For those of you not familiar with the site, North Korean Economy Watch is a fascinating blog on not just the economics of North Korea (that they glean facts about through watching it, I'm assuming) but also a ton more other stuff with plenty of photos, maps and links. I follow very few blogs like this, but only because ones of this calibre are so hard to find these days in an ocean of me-too gadget blogs with hundreds of writers. Really, how many more of those do we need!? But I digress.

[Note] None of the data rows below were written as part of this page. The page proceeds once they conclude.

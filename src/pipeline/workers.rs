use crossbeam_channel::{Receiver, Sender, select};
use std::path::{Path, PathBuf};
use std::thread::{self, JoinHandle};

use crate::error::ThumbError;
use crate::types::{Thumbnail, ThumbnailResult};

use super::cancel::CancelToken;
use super::context::WorkerContext;

/// Decode and resize one source. A failed decode returns straight away; resize only ever sees a
/// decoded image.
pub fn make_thumbnail(source: &Path, ctx: &WorkerContext) -> Result<Thumbnail, ThumbError> {
    let decoded = ctx.codec.decode(source)?;
    let image = ctx.codec.thumbnail(&decoded.image, ctx.width, ctx.height);
    Ok(Thumbnail {
        image,
        format: decoded.format,
    })
}

/// Pull the next path, or None when the input is closed or the token fired.
fn next_path(path_rx: &Receiver<PathBuf>, cancel: &CancelToken) -> Option<PathBuf> {
    if cancel.is_cancelled() {
        return None;
    }
    select! {
        recv(path_rx) -> msg => msg.ok(),
        recv(cancel.receiver()) -> _ => None,
    }
}

/// Hand a result to the persister unless the token fires first. False means stop.
fn emit_result(
    result_tx: &Sender<ThumbnailResult>,
    result: ThumbnailResult,
    cancel: &CancelToken,
) -> bool {
    if cancel.is_cancelled() {
        return false;
    }
    select! {
        send(result_tx, result) -> res => res.is_ok(),
        recv(cancel.receiver()) -> _ => false,
    }
}

/// Single worker: read paths from path_rx, thumbnail them, send results on result_tx.
/// Exits when path_rx closes or the token fires; an item in hand at cancel time is dropped.
fn thumbnail_worker_loop(
    id: usize,
    path_rx: Receiver<PathBuf>,
    result_tx: Sender<ThumbnailResult>,
    ctx: WorkerContext,
) {
    let mut done = 0_usize;
    while let Some(source) = next_path(&path_rx, &ctx.cancel) {
        let result = match make_thumbnail(&source, &ctx) {
            Ok(thumb) => ThumbnailResult::ok(source, thumb),
            Err(err) => {
                log::debug!("{}", err);
                ThumbnailResult::err(source, err)
            }
        };
        if !emit_result(&result_tx, result, &ctx.cancel) {
            break;
        }
        done += 1;
    }
    log::debug!("worker {} exiting after {} items", id, done);
    drop(result_tx);
}

/// Spawn `num_workers` thumbnail workers sharing `path_rx`. Each holds its own clone of `result_tx`;
/// the caller must drop its sender after this so the result channel closes once the last worker exits.
pub fn spawn_thumbnail_workers(
    path_rx: Receiver<PathBuf>,
    result_tx: &Sender<ThumbnailResult>,
    ctx: &WorkerContext,
    num_workers: usize,
) -> Vec<JoinHandle<()>> {
    (0..num_workers)
        .map(|id| {
            let path_rx = path_rx.clone();
            let result_tx = result_tx.clone();
            let ctx = ctx.clone();
            thread::spawn(move || thumbnail_worker_loop(id, path_rx, result_tx, ctx))
        })
        .collect()
}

I don’t come up with these terms

I haven't read into the finder details of the attack, but it seems like a case of spearfishing or "weaponised" email to use the latest security conference parlance. Instead of using botnets of readily infected Windows machines, some of the craftier malicious hackers are now targeting specific recipients by searching for vulnerabilities and exploring them to deliver their payload. In this case, some social engineering was employed to (attempt) to trick the North Korean Economy Watch folks by disguising the email as being from an agency they have a relationship with in order to lull them into a false sense of security so they'd lower their guard. Once you've done that, you can wreck havoc on their systems (or site accounts, or credit cards in other cases).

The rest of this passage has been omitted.